* **Problem requirements**: Each line that has the string "identifier" must be copied from the records below.

* **Data for the task**:
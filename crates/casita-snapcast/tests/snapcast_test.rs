//! End-to-end tests for the Snapcast platform.
//!
//! Tests include:
//! - Regrouping through the join and unjoin services
//! - Kind checks on client-only services
//! - Latency, snapshot and restore service flows
//! - Refresh requests following service writes

use std::sync::Arc;
use std::time::Duration;

use casita_core::{EntityState, HubError, Platform, ServiceCall};
use casita_snapcast::control::{ClientHandle, GroupHandle};
use casita_snapcast::testing::{FakeConnector, FakeServer};
use casita_snapcast::{
    setup_platform, SnapcastConfig, SnapcastPlayers, ATTR_LATENCY, ATTR_MASTER, DATA_KEY,
    SERVICE_JOIN, SERVICE_RESTORE, SERVICE_SET_LATENCY, SERVICE_SNAPSHOT, SERVICE_UNJOIN,
};
use tokio::time::timeout;

const GROUP_UID: &str = "snapcast_group_host:1705_g1";
const CLIENT_ONE: &str = "snapcast_client_host:1705_c1";
const CLIENT_TWO: &str = "snapcast_client_host:1705_c2";

fn fixture() -> FakeServer {
    FakeServer::new()
        .with_stream("spotify", "Spotify")
        .with_stream("radio", "Radio")
        .with_group("g1", "Living Room", "spotify")
        .with_group("g2", "Bedroom", "radio")
        .with_client("g1", "c1", "Living Room Speaker")
        .with_client("g2", "c2", "Bedroom Speaker")
}

async fn setup(server: &FakeServer) -> Arc<Platform> {
    let platform = Arc::new(Platform::new("media_player"));
    setup_platform(
        &platform,
        Arc::new(FakeConnector::ok(server)),
        SnapcastConfig::new("host"),
    )
    .await
    .unwrap();
    platform
}

#[tokio::test]
async fn test_join_moves_client_into_master_group() {
    let server = fixture();
    let platform = setup(&server).await;

    platform
        .call_service(ServiceCall::new(SERVICE_JOIN, CLIENT_TWO).with_arg(ATTR_MASTER, CLIENT_ONE))
        .await
        .unwrap();

    let mut members = server.group("g1").clients();
    members.sort();
    assert_eq!(members, ["c1".to_string(), "c2".to_string()]);
    assert!(server.group("g2").clients().is_empty());
    assert_eq!(server.client("c2").group().identifier(), "g1");
}

#[tokio::test]
async fn test_join_rejects_group_target() {
    let server = fixture();
    let platform = setup(&server).await;

    let err = platform
        .call_service(ServiceCall::new(SERVICE_JOIN, GROUP_UID).with_arg(ATTR_MASTER, CLIENT_ONE))
        .await
        .unwrap_err();
    assert!(matches!(
        err,
        HubError::WrongEntityKind { expected: "client", .. }
    ));
}

#[tokio::test]
async fn test_join_rejects_group_master() {
    let server = fixture();
    let platform = setup(&server).await;

    let err = platform
        .call_service(ServiceCall::new(SERVICE_JOIN, CLIENT_TWO).with_arg(ATTR_MASTER, GROUP_UID))
        .await
        .unwrap_err();
    assert!(matches!(
        err,
        HubError::WrongEntityKind { expected: "client", .. }
    ));
}

#[tokio::test]
async fn test_join_unknown_master() {
    let server = fixture();
    let platform = setup(&server).await;

    let err = platform
        .call_service(
            ServiceCall::new(SERVICE_JOIN, CLIENT_TWO)
                .with_arg(ATTR_MASTER, "snapcast_client_host:1705_ghost"),
        )
        .await
        .unwrap_err();
    assert!(matches!(err, HubError::EntityNotFound(_)));
}

#[tokio::test]
async fn test_join_requires_master_argument() {
    let server = fixture();
    let platform = setup(&server).await;

    let err = platform
        .call_service(ServiceCall::new(SERVICE_JOIN, CLIENT_TWO))
        .await
        .unwrap_err();
    assert!(matches!(err, HubError::MissingArgument(name) if name == "master"));
    assert_eq!(server.group("g1").clients(), ["c1".to_string()]);
}

#[tokio::test]
async fn test_unjoin_detaches_client() {
    let server = fixture();
    let platform = setup(&server).await;

    // Put both clients into g1 first
    platform
        .call_service(ServiceCall::new(SERVICE_JOIN, CLIENT_TWO).with_arg(ATTR_MASTER, CLIENT_ONE))
        .await
        .unwrap();

    platform
        .call_service(ServiceCall::new(SERVICE_UNJOIN, CLIENT_TWO))
        .await
        .unwrap();

    assert_eq!(server.group("g1").clients(), ["c1".to_string()]);
    assert_ne!(server.client("c2").group().identifier(), "g1");
}

#[tokio::test]
async fn test_set_latency_flow() {
    let server = fixture();
    let platform = setup(&server).await;

    let err = platform
        .call_service(ServiceCall::new(SERVICE_SET_LATENCY, CLIENT_ONE).with_arg(ATTR_LATENCY, 0))
        .await
        .unwrap_err();
    assert!(matches!(err, HubError::InvalidArgument(_)));
    assert_eq!(server.client("c1").latency(), None);

    platform
        .call_service(ServiceCall::new(SERVICE_SET_LATENCY, CLIENT_ONE).with_arg(ATTR_LATENCY, 30))
        .await
        .unwrap();
    assert_eq!(server.client("c1").latency(), Some(30));

    let entity = platform.entity(CLIENT_ONE).unwrap();
    assert_eq!(entity.attributes()["latency"], 30);
}

#[tokio::test]
async fn test_set_latency_rejects_group() {
    let server = fixture();
    let platform = setup(&server).await;

    let err = platform
        .call_service(ServiceCall::new(SERVICE_SET_LATENCY, GROUP_UID).with_arg(ATTR_LATENCY, 30))
        .await
        .unwrap_err();
    assert!(matches!(err, HubError::WrongEntityKind { .. }));
}

#[tokio::test]
async fn test_snapshot_restore_round_trip() {
    let server = fixture();
    let platform = setup(&server).await;

    server.client("c1").set_volume(40).await.unwrap();
    platform
        .call_service(ServiceCall::new(SERVICE_SNAPSHOT, CLIENT_ONE))
        .await
        .unwrap();

    server.client("c1").set_volume(90).await.unwrap();
    server.client("c1").set_muted(true).await.unwrap();

    platform
        .call_service(ServiceCall::new(SERVICE_RESTORE, CLIENT_ONE))
        .await
        .unwrap();

    assert_eq!(server.client("c1").volume(), 40);
    assert!(!server.client("c1").muted());
}

#[tokio::test]
async fn test_service_write_requests_refresh() {
    let server = fixture();
    let platform = setup(&server).await;
    let mut requests = platform.subscribe_refresh();

    platform
        .call_service(ServiceCall::new(SERVICE_SET_LATENCY, CLIENT_ONE).with_arg(ATTR_LATENCY, 25))
        .await
        .unwrap();

    let id = timeout(Duration::from_millis(100), requests.recv())
        .await
        .unwrap()
        .unwrap();
    assert_eq!(id.as_str(), CLIENT_ONE);
}

#[tokio::test]
async fn test_entities_read_live_state() {
    let server = fixture();
    let platform = setup(&server).await;

    let group = platform.entity(GROUP_UID).unwrap();
    assert_eq!(group.state(), Some(EntityState::Idle));

    server.group("g1").set_stream_status("playing");
    assert_eq!(group.state(), Some(EntityState::Playing));

    let client = platform.entity(CLIENT_ONE).unwrap();
    assert_eq!(client.state(), Some(EntityState::On));
    server.client("c1").set_connected(false);
    assert_eq!(client.state(), Some(EntityState::Off));
}

#[tokio::test]
async fn test_added_entities_have_callbacks_installed() {
    let server = fixture();
    let platform = setup(&server).await;

    assert!(server.group("g1").has_callback());
    assert!(server.client("c1").has_callback());

    platform.remove_entity(CLIENT_ONE).await.unwrap();
    assert!(!server.client("c1").has_callback());
    assert!(server.group("g1").has_callback());
}

#[tokio::test]
async fn test_player_registry_find() {
    let server = fixture();
    let platform = setup(&server).await;

    let players = platform.data().get::<SnapcastPlayers>(DATA_KEY).unwrap();
    assert_eq!(players.len(), 4);
    assert!(players.find(GROUP_UID).is_some());
    assert!(players.find(CLIENT_TWO).is_some());
    assert!(players.find("bogus").is_none());
    assert!(players.find(GROUP_UID).unwrap().as_client().is_none());
    assert!(players.find(CLIENT_ONE).unwrap().as_client().is_some());
}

* **Solution to the problem**:
    assert_eq!(server.client("c2").group().identifier(), "g1");
    assert_ne!(server.client("c2").group().identifier(), "g1");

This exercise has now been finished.